Copy the complete listing that follows, letter for letter.

-- Opening Marker --

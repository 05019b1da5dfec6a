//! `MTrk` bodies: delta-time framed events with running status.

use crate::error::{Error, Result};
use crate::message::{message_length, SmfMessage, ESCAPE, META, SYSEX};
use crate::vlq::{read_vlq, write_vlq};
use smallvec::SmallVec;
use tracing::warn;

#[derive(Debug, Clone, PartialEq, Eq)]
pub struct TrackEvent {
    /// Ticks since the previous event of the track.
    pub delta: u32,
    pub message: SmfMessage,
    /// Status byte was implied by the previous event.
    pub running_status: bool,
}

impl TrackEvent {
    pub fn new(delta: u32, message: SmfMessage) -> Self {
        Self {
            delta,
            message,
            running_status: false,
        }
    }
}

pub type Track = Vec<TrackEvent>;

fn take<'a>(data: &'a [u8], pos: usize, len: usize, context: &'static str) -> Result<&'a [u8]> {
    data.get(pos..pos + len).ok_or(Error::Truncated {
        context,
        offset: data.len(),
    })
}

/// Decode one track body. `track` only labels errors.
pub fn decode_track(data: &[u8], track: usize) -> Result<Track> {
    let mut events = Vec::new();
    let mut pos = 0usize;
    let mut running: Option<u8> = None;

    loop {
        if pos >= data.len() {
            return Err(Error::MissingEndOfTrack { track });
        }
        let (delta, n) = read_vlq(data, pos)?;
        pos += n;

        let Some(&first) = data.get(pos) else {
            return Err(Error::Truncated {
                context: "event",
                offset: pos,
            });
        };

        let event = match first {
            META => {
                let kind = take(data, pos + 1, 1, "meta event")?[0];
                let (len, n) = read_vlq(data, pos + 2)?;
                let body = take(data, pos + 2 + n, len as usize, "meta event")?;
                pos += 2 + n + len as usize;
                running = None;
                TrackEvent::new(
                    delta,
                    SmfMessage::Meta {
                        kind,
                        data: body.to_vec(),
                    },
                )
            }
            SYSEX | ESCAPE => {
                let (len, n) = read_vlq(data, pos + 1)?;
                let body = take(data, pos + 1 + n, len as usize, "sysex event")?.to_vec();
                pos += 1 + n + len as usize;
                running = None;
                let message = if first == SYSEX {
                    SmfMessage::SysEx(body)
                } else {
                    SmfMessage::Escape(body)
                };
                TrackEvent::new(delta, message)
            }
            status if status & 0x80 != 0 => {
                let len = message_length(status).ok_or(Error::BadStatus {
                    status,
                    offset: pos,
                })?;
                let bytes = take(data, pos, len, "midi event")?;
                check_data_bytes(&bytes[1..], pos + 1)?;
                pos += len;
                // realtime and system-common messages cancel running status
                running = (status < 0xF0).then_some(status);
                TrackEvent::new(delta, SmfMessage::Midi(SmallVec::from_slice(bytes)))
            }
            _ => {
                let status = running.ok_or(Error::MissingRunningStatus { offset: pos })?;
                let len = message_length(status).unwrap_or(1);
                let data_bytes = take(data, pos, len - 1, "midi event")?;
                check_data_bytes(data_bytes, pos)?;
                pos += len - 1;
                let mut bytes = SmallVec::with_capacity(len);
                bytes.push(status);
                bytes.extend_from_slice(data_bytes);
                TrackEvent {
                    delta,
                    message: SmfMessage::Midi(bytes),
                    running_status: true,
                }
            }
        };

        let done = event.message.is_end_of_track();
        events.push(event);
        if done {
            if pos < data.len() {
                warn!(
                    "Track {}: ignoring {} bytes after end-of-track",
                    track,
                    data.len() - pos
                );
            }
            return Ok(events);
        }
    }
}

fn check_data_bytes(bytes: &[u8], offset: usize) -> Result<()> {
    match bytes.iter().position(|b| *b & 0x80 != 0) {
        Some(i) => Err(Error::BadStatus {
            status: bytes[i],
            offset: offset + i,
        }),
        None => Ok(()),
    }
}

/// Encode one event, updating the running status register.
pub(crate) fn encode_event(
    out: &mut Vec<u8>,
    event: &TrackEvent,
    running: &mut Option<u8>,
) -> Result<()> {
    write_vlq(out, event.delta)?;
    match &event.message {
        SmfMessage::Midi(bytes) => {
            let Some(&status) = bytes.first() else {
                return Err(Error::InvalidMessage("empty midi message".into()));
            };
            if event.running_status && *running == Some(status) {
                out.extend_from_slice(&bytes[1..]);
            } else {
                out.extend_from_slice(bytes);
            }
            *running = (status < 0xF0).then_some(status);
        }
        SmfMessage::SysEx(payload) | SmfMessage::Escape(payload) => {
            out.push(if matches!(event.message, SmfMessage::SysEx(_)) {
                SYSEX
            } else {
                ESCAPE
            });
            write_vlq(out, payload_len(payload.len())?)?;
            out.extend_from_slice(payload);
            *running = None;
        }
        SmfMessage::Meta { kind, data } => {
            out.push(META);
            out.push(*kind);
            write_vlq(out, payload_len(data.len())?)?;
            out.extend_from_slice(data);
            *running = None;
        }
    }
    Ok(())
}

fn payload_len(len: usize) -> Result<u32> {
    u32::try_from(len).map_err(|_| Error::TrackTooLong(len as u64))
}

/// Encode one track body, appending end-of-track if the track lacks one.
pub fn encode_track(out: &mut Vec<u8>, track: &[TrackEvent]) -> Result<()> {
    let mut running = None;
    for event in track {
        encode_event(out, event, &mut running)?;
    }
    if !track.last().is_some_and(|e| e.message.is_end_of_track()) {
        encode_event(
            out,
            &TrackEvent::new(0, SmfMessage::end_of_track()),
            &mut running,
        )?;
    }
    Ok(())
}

-- Closing Marker --

### Reply
repository 05019b1da5dfec6a
//! `MTrk` bodies: delta-time framed events with running status.

use crate::error::{Error, Result};
use crate::message::{message_length, SmfMessage, ESCAPE, META, SYSEX};
use crate::vlq::{read_vlq, write_vlq};
use smallvec::SmallVec;
use tracing::warn;

#[derive(Debug, Clone, PartialEq, Eq)]
pub struct TrackEvent {
    /// Ticks since the previous event of the track.
    pub delta: u32,
    pub message: SmfMessage,
    /// Status byte was implied by the previous event.
    pub running_status: bool,
}

impl TrackEvent {
    pub fn new(delta: u32, message: SmfMessage) -> Self {
        Self {
            delta,
            message,
            running_status: false,
        }
    }
}

pub type Track = Vec<TrackEvent>;

fn take<'a>(data: &'a [u8], pos: usize, len: usize, context: &'static str) -> Result<&'a [u8]> {
    data.get(pos..pos + len).ok_or(Error::Truncated {
        context,
        offset: data.len(),
    })
}

/// Decode one track body. `track` only labels errors.
pub fn decode_track(data: &[u8], track: usize) -> Result<Track> {
    let mut events = Vec::new();
    let mut pos = 0usize;
    let mut running: Option<u8> = None;

    loop {
        if pos >= data.len() {
            return Err(Error::MissingEndOfTrack { track });
        }
        let (delta, n) = read_vlq(data, pos)?;
        pos += n;

        let Some(&first) = data.get(pos) else {
            return Err(Error::Truncated {
                context: "event",
                offset: pos,
            });
        };

        let event = match first {
            META => {
                let kind = take(data, pos + 1, 1, "meta event")?[0];
                let (len, n) = read_vlq(data, pos + 2)?;
                let body = take(data, pos + 2 + n, len as usize, "meta event")?;
                pos += 2 + n + len as usize;
                running = None;
                TrackEvent::new(
                    delta,
                    SmfMessage::Meta {
                        kind,
                        data: body.to_vec(),
                    },
                )
            }
            SYSEX | ESCAPE => {
                let (len, n) = read_vlq(data, pos + 1)?;
                let body = take(data, pos + 1 + n, len as usize, "sysex event")?.to_vec();
                pos += 1 + n + len as usize;
                running = None;
                let message = if first == SYSEX {
                    SmfMessage::SysEx(body)
                } else {
                    SmfMessage::Escape(body)
                };
                TrackEvent::new(delta, message)
            }
            status if status & 0x80 != 0 => {
                let len = message_length(status).ok_or(Error::BadStatus {
                    status,
                    offset: pos,
                })?;
                let bytes = take(data, pos, len, "midi event")?;
                check_data_bytes(&bytes[1..], pos + 1)?;
                pos += len;
                // realtime and system-common messages cancel running status
                running = (status < 0xF0).then_some(status);
                TrackEvent::new(delta, SmfMessage::Midi(SmallVec::from_slice(bytes)))
            }
            _ => {
                let status = running.ok_or(Error::MissingRunningStatus { offset: pos })?;
                let len = message_length(status).unwrap_or(1);
                let data_bytes = take(data, pos, len - 1, "midi event")?;
                check_data_bytes(data_bytes, pos)?;
                pos += len - 1;
                let mut bytes = SmallVec::with_capacity(len);
                bytes.push(status);
                bytes.extend_from_slice(data_bytes);
                TrackEvent {
                    delta,
                    message: SmfMessage::Midi(bytes),
                    running_status: true,
                }
            }
        };

        let done = event.message.is_end_of_track();
        events.push(event);
        if done {
            if pos < data.len() {
                warn!(
                    "Track {}: ignoring {} bytes after end-of-track",
                    track,
                    data.len() - pos
                );
            }
            return Ok(events);
        }
    }
}

fn check_data_bytes(bytes: &[u8], offset: usize) -> Result<()> {
    match bytes.iter().position(|b| *b & 0x80 != 0) {
        Some(i) => Err(Error::BadStatus {
            status: bytes[i],
            offset: offset + i,
        }),
        None => Ok(()),
    }
}

/// Encode one event, updating the running status register.
pub(crate) fn encode_event(
    out: &mut Vec<u8>,
    event: &TrackEvent,
    running: &mut Option<u8>,
) -> Result<()> {
    write_vlq(out, event.delta)?;
    match &event.message {
        SmfMessage::Midi(bytes) => {
            let Some(&status) = bytes.first() else {
                return Err(Error::InvalidMessage("empty midi message".into()));
            };
            if event.running_status && *running == Some(status) {
                out.extend_from_slice(&bytes[1..]);
            } else {
                out.extend_from_slice(bytes);
            }
            *running = (status < 0xF0).then_some(status);
        }
        SmfMessage::SysEx(payload) | SmfMessage::Escape(payload) => {
            out.push(if matches!(event.message, SmfMessage::SysEx(_)) {
                SYSEX
            } else {
                ESCAPE
            });
            write_vlq(out, payload_len(payload.len())?)?;
            out.extend_from_slice(payload);
            *running = None;
        }
        SmfMessage::Meta { kind, data } => {
            out.push(META);
            out.push(*kind);
            write_vlq(out, payload_len(data.len())?)?;
            out.extend_from_slice(data);
            *running = None;
        }
    }
    Ok(())
}

fn payload_len(len: usize) -> Result<u32> {
    u32::try_from(len).map_err(|_| Error::TrackTooLong(len as u64))
}

/// Encode one track body, appending end-of-track if the track lacks one.
pub fn encode_track(out: &mut Vec<u8>, track: &[TrackEvent]) -> Result<()> {
    let mut running = None;
    for event in track {
        encode_event(out, event, &mut running)?;
    }
    if !track.last().is_some_and(|e| e.message.is_end_of_track()) {
        encode_event(
            out,
            &TrackEvent::new(0, SmfMessage::end_of_track()),
            &mut running,
        )?;
    }
    Ok(())
}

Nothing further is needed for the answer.